Note, that the last fusion of conflate().shareIn(scope, started, r) also flounders with the true spirit of fusion concept. It produces execution results that are different from the case of separate sequential application of confate and shareIn operators without fusion. For example, take an upstream flow that emits consecutive numbers starting from 1 with delay of 100ms between numbers and slow downstream subscriber taking 530ms for each value. A conflate() followed by buffer-1 shareIn without fusion collects values 1, 2, 3, 6, 11, 16, etc (three initial values collected due to double-buffering by conflation and sharing) and would buffer even more initial values if a default buffer size was used. But a fused implementation will have a single small buffer and collects 1, 6, 11, 16, etc just as expected from a separate conflate() without sharing. Fused buffer decreases the overall latency, processing the number 6 asap at 1060ms mark after start, as opposed to non-fused version where the number 6 would be collected at 2120ms mark. We consider this to be a good thing.

Implementation

Implementation is in PR #2069.

@zach-klippenstein
Copy link
Contributor

zach-klippenstein commented May 22, 2020

I love the SharingStarted design, seems really powerful.

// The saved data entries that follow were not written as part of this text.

use thiserror::Error;

/// Invalid labeling parameters.
#[derive(Debug, Error, Clone, PartialEq)]
pub enum LabelError {
    #[error("distance threshold must be finite and >= 0, got {0}")]
    InvalidThreshold(f64),
    #[error("sample rate must be within [0, 1], got {0}")]
    InvalidSampleRate(f64),
    #[error("expected one classification per point: {points} points, {classes} classes")]
    LengthMismatch { points: usize, classes: usize },
}

/// Failure to move between classifications and labeled records.
#[derive(Debug, Error, Clone, PartialEq)]
pub enum CodecError {
    #[error("point count mismatch: {expected} points, {actual} labels")]
    LengthMismatch { expected: usize, actual: usize },
    #[error("foreground and background share the code {0}")]
    AmbiguousCodes(i32),
    #[error("overlay cloud carries no colors")]
    MissingColors,
    #[error("row {row} has {found} columns, expected 7")]
    BadRowWidth { row: usize, found: usize },
    #[error("row {row}: column {column} holds {value}, expected an integer in {min}..={max}")]
    BadCell {
        row: usize,
        column: usize,
        value: f64,
        min: i64,
        max: i64,
    },
}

SharingStarted.WhileSubscribed - … It resets the cache replay buffer to the initial value when subscribers disappear.

Just to confirm, opting in to preserve the cache between upstream collections (ala RxReplayingShare) is as simple as filtering RESET_BUFFER commands from the Flow produced by WhileSubscribed, right?

@elizarov
Copy link
Contributor Author

elizarov commented May 22, 2020

Just to confirm, opting in to preserve the cache between upstream collections (ala RxReplayingShare) is as simple as filtering RESET_BUFFER commands from the Flow produced by WhileSubscribed, right?

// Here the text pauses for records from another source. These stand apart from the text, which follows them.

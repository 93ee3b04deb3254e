//! `wallmask`: label the wall points of a scanned point cloud from the wall
//! lines of a DXF floor plan.

#![forbid(unsafe_code)]

mod commands;
mod paths;

use std::path::PathBuf;

use anyhow::Result;
use clap::{Args, Parser, Subcommand};

#[derive(Parser)]
#[command(name = "wallmask", version)]
#[command(about = "Label wall points in a point cloud from a DXF wall mask")]
struct Cli {
    #[command(subcommand)]
    command: Command,
}

#[derive(Subcommand)]
enum Command {
    /// Label every point and write a color-coded overlay cloud
    Label(LabelArgs),
    /// Label a random subset for a quick alignment check
    Preview(PreviewArgs),
    /// Combine a cloud and its overlay into a labeled .npy table
    MakeNpy(MakeNpyArgs),
    /// Render a labeled .npy table back to an original and a mask cloud
    #[command(name = "npy2ply")]
    Npy2Ply(Npy2PlyArgs),
    /// Print layer / entity type / line type counts of a drawing as JSON
    InspectDxf(InspectDxfArgs),
}

/// Inputs shared by every command that builds a wall mask.
#[derive(Args)]
struct MaskArgs {
    /// Input DXF drawing
    dxf: PathBuf,

    /// Input point cloud (.ply or .las)
    cloud: PathBuf,

    /// Extraction filter (JSON: layer -> entity type -> line types)
    #[arg(short, long, default_value = "default.config")]
    config: PathBuf,

    /// Mask points per drawing unit of length
    #[arg(long, default_value = "100")]
    density: f64,

    /// Plan-view distance within which a point is a wall point
    #[arg(short, long, default_value = "0.04")]
    threshold: f64,
}

#[derive(Args)]
struct LabelArgs {
    #[command(flatten)]
    mask: MaskArgs,

    /// Output overlay cloud [default: <cloud>_label.ply, numbered if taken]
    #[arg(short, long)]
    output: Option<PathBuf>,

    /// Also write the labeled table to this .npy file
    #[arg(long)]
    npy: Option<PathBuf>,

    /// Wall label code for --npy
    #[arg(long, default_value = "2")]
    fg: i32,

    /// Other label code for --npy
    #[arg(long, default_value = "12")]
    bg: i32,
}

#[derive(Args)]
struct PreviewArgs {
    #[command(flatten)]
    mask: MaskArgs,

    /// Share of points to label, in [0, 1]
    #[arg(long, default_value = "0.01")]
    rate: f64,

    /// Sampling seed [default: random]
    #[arg(long)]
    seed: Option<u64>,

    /// Output preview cloud [default: <cloud>_preview.ply]
    #[arg(short, long)]
    output: Option<PathBuf>,
}

#[derive(Args)]
struct MakeNpyArgs {
    /// Overlay cloud written by `label`
    overlay: PathBuf,

    /// Original point cloud, same points in the same order as the overlay.
    /// Without it the overlay's positions are stored with gray colors.
    #[arg(long)]
    cloud: Option<PathBuf>,

    /// Output table [default: <cloud>_labeled.npy, or <overlay>.npy]
    #[arg(short, long)]
    output: Option<PathBuf>,

    /// Wall label code
    #[arg(long, default_value = "2")]
    fg: i32,

    /// Other label code
    #[arg(long, default_value = "12")]
    bg: i32,
}

#[derive(Args)]
struct Npy2PlyArgs {
    /// Labeled table (N x 7: x y z r g b label)
    npy: PathBuf,

    /// Wall label code
    #[arg(long, default_value = "2")]
    fg: i32,
}

#[derive(Args)]
struct InspectDxfArgs {
    /// Input DXF drawing
    dxf: PathBuf,

    /// Only report these layers
    layers: Vec<String>,
}

fn main() -> Result<()> {
    env_logger::Builder::from_env(env_logger::Env::default().default_filter_or("info")).init();

    match Cli::parse().command {
        Command::Label(args) => commands::label(&args),
        Command::Preview(args) => commands::preview(&args),
        Command::MakeNpy(args) => commands::make_npy(&args),
        Command::Npy2Ply(args) => commands::npy2ply(&args),
        Command::InspectDxf(args) => commands::inspect_dxf(&args),
    }
}

#[cfg(test)]
mod tests {
    use super::*;
    use clap::CommandFactory;

    #[test]
    fn cli_definition_is_consistent() {
        Cli::command().debug_assert();
    }

    #[test]
    fn label_defaults() {
        let cli = Cli::try_parse_from(["wallmask", "label", "plan.dxf", "room.ply"]).unwrap();
        let Command::Label(args) = cli.command else {
            panic!("expected label");
        };
        assert_eq!(args.mask.config, PathBuf::from("default.config"));
        assert_eq!(args.mask.density, 100.0);
        assert_eq!(args.mask.threshold, 0.04);
        assert_eq!((args.fg, args.bg), (2, 12));
        assert!(args.output.is_none());
    }

    #[test]
    fn npy2ply_takes_fg_code() {
        let cli = Cli::try_parse_from(["wallmask", "npy2ply", "scan.npy", "--fg", "5"]).unwrap();
        let Command::Npy2Ply(args) = cli.command else {
            panic!("expected npy2ply");
        };
        assert_eq!(args.fg, 5);
    }
}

@zach-klippenstein Filtering does not work, since WhileSubscribed only sends RESET_BUFFER (which also stops). You better use WhileSubscribed(cacheExpirationMillis = Long.MAX_VALUE). Now, if that becomes a popular choice, then we can also provide a short-cut option for it. The only challenge is to pick a name for it.

@pacher
Copy link

pacher commented May 22, 2020

Can you please elaborate a little bit more on error handling?

The error is delivered to the scope.

But what happens to collectors (launched in different scopes)? As far as I can understand they will hang there forever.
Materialized error will become regular emission and will not be delivered to the scope. Also upstream will not be unsubscribed unless #2042 is implemented and applied to materialized flow.

Same goes for completion. SharedFlow explicitly never completes, but shareIn could be applied to finite cold flow and there is no word in the design about this case. So as far as I can understand all the collectors will hang there forever after upstream completes.

P.S. SharingStarted design is really powerful and flexible, kudos for that!

@elizarov
Copy link
Contributor Author

Can you please elaborate a little bit more on error handling?
But what happens to collectors (launched in different scopes)? As far as I can understand they will hang there forever.

@pacher Yes. The basic rule of shared flow is that subscriber never completes. We'll have it written very near the top in shared flow docs and repeat in stateIn docs, too.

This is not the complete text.